→ **DIRECTIONS**
Each line below that holds the word "outcomes" counts once. Say how many such lines there are, and no more.

→ **RECORDS FOR THE TASK**
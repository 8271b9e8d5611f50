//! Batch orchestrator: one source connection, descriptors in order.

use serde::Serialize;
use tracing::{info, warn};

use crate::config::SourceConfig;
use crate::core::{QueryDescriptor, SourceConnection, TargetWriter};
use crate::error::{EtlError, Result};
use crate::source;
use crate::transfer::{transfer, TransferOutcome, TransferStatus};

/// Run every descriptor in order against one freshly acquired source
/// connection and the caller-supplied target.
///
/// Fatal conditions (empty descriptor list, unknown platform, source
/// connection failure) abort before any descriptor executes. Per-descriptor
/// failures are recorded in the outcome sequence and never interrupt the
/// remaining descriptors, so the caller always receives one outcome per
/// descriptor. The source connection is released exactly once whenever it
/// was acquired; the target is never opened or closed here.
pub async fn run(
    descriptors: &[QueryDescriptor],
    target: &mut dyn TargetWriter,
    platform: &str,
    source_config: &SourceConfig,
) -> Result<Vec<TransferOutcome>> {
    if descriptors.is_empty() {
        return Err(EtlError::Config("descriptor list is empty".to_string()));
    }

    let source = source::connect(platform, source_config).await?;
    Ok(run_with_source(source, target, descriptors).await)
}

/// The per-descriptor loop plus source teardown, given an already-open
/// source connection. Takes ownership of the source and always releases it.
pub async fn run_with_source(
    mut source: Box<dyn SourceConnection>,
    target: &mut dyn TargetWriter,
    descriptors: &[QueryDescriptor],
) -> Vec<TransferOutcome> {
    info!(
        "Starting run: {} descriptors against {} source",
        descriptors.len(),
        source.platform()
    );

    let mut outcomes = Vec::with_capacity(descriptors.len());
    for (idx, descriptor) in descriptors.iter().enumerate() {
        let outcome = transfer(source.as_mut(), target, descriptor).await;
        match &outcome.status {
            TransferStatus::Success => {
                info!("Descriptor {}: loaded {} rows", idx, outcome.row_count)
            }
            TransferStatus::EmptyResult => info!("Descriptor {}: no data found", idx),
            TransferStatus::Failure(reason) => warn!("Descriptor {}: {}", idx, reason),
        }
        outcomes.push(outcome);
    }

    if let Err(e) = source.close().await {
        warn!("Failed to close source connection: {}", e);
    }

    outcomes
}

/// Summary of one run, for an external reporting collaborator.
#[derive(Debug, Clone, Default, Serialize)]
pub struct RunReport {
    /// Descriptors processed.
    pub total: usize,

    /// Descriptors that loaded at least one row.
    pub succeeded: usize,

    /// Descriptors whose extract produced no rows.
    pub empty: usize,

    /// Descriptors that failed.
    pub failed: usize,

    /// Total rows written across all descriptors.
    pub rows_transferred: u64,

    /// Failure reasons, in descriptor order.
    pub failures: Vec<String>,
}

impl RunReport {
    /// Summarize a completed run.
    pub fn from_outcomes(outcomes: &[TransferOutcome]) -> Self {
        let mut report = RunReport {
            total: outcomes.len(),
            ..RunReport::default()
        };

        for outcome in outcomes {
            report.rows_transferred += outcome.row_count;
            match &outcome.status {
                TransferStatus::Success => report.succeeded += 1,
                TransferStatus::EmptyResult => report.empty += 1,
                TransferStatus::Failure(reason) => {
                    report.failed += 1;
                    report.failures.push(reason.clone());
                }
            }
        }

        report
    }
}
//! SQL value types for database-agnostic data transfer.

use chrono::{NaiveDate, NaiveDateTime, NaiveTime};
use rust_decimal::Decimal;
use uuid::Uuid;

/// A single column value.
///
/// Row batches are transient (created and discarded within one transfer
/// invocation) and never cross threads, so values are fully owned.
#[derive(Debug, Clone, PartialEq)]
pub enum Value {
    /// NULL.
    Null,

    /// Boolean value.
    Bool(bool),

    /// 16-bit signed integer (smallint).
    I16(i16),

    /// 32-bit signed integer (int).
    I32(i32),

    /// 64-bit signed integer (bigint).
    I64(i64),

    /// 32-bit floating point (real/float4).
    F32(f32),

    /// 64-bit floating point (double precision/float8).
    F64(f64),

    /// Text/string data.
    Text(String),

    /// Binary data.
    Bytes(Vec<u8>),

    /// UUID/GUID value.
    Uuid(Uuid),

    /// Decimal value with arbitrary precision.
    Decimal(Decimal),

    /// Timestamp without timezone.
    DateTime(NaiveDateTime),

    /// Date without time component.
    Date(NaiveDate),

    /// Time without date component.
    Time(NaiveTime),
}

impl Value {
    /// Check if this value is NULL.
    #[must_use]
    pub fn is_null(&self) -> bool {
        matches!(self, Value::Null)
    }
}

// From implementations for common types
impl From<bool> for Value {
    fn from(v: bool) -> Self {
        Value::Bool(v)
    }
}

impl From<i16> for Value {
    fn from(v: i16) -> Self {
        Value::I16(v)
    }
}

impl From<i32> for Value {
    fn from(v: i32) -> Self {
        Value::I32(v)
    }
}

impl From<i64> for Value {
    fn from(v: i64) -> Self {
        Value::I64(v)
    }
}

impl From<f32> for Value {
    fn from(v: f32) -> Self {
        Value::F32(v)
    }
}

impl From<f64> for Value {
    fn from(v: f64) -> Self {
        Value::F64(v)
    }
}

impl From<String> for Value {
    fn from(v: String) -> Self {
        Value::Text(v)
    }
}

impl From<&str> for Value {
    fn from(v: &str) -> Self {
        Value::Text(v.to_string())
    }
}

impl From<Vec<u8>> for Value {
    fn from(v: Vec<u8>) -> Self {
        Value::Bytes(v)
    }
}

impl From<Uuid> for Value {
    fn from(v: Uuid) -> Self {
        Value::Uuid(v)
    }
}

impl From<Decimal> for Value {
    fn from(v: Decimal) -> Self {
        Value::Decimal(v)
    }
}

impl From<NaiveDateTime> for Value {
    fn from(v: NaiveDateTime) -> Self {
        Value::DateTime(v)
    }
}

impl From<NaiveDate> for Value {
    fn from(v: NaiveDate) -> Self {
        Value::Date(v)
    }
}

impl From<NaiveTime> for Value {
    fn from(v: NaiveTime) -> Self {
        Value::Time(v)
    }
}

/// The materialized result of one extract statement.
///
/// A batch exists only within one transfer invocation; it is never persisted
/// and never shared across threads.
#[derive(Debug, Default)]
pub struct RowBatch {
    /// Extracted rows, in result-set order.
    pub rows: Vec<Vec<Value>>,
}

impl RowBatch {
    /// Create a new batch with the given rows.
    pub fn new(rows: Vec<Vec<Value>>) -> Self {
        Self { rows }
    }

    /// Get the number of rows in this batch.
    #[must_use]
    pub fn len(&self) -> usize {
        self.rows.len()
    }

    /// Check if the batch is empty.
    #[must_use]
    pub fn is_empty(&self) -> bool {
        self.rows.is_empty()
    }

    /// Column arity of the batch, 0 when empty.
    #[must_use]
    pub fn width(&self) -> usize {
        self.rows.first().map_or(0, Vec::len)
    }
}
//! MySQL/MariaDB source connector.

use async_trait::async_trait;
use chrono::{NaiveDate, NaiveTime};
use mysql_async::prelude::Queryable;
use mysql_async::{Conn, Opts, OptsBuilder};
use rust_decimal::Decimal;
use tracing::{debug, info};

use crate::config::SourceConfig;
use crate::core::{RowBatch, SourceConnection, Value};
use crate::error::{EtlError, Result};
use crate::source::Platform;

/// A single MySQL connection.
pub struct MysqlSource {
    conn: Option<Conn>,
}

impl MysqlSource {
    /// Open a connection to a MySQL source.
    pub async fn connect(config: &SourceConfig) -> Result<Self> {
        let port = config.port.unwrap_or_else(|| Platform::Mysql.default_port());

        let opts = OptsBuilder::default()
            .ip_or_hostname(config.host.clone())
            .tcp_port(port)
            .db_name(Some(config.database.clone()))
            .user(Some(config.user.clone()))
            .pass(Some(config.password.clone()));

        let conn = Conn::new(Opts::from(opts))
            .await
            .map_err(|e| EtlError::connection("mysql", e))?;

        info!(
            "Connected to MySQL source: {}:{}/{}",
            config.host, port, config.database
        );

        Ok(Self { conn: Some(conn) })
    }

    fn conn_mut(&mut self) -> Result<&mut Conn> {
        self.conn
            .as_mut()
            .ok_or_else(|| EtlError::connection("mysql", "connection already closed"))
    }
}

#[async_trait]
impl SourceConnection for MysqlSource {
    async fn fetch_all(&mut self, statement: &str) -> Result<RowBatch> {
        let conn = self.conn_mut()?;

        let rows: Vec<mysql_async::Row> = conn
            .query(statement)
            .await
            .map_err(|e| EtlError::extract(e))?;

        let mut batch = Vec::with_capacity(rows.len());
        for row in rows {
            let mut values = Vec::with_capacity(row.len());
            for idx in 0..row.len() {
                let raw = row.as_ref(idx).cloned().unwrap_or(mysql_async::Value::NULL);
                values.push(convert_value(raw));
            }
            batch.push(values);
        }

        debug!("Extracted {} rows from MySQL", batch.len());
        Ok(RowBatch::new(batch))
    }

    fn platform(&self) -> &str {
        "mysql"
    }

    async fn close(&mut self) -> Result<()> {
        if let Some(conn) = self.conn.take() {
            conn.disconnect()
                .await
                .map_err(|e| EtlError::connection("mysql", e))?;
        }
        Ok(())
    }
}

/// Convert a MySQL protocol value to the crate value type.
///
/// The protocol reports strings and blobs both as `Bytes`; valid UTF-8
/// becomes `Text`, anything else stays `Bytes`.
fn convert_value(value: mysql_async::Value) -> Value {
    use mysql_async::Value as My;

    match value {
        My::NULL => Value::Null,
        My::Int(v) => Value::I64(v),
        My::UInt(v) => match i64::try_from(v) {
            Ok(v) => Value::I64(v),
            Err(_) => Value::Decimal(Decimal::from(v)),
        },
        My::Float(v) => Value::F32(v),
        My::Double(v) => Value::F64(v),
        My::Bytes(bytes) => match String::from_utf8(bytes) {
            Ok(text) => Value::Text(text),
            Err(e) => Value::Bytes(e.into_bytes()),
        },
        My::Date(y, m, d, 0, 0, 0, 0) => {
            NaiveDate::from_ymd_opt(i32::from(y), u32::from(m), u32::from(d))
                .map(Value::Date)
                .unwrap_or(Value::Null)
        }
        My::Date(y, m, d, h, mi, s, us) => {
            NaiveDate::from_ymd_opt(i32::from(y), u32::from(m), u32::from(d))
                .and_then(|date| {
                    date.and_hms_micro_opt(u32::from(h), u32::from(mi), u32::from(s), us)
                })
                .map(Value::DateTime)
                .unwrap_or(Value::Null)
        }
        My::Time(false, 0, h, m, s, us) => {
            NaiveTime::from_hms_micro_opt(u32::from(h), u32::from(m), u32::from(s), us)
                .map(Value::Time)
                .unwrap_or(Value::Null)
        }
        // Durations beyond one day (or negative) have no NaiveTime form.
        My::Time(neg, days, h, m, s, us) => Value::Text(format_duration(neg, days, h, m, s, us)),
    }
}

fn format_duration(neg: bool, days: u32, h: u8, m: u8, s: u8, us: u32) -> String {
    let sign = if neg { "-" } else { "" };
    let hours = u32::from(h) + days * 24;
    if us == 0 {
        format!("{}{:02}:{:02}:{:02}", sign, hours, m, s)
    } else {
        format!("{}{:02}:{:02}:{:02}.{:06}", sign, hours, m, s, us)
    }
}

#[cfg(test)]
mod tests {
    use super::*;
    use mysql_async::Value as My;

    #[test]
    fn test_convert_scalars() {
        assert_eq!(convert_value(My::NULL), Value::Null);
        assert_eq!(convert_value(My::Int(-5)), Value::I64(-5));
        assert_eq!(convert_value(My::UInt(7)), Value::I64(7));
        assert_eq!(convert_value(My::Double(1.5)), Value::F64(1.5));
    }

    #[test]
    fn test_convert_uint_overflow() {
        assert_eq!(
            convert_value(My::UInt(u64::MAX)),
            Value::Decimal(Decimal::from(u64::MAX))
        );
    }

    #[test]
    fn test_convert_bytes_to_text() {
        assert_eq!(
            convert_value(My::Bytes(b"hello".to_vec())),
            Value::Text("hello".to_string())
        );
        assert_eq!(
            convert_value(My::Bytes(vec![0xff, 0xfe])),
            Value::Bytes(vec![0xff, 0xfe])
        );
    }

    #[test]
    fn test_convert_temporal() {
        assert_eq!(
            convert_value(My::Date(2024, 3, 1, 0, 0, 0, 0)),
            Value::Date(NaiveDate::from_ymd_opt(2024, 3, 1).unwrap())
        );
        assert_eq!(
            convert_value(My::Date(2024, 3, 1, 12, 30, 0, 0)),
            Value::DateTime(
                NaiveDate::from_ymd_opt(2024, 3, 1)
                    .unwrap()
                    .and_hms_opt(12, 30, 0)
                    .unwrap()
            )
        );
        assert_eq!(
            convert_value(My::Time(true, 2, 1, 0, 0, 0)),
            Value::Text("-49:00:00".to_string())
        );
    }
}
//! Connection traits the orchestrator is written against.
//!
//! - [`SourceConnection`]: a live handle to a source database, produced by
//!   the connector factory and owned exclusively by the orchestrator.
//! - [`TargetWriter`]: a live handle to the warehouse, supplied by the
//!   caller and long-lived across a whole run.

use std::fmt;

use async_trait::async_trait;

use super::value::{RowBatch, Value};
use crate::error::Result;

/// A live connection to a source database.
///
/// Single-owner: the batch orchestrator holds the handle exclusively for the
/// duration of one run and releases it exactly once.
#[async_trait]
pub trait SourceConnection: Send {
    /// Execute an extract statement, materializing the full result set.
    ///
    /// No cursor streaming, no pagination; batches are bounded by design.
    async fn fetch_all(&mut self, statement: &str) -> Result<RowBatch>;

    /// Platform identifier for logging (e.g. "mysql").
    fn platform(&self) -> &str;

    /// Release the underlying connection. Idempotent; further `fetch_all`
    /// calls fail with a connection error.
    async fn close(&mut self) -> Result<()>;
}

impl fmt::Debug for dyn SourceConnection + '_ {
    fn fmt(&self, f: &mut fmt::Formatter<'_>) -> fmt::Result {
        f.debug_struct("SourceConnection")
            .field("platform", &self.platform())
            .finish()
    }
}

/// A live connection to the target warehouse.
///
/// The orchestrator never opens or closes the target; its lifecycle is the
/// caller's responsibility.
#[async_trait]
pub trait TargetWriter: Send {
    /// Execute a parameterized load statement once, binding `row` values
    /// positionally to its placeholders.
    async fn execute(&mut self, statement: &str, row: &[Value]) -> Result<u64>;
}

→ **OUTPUT BELOW**
6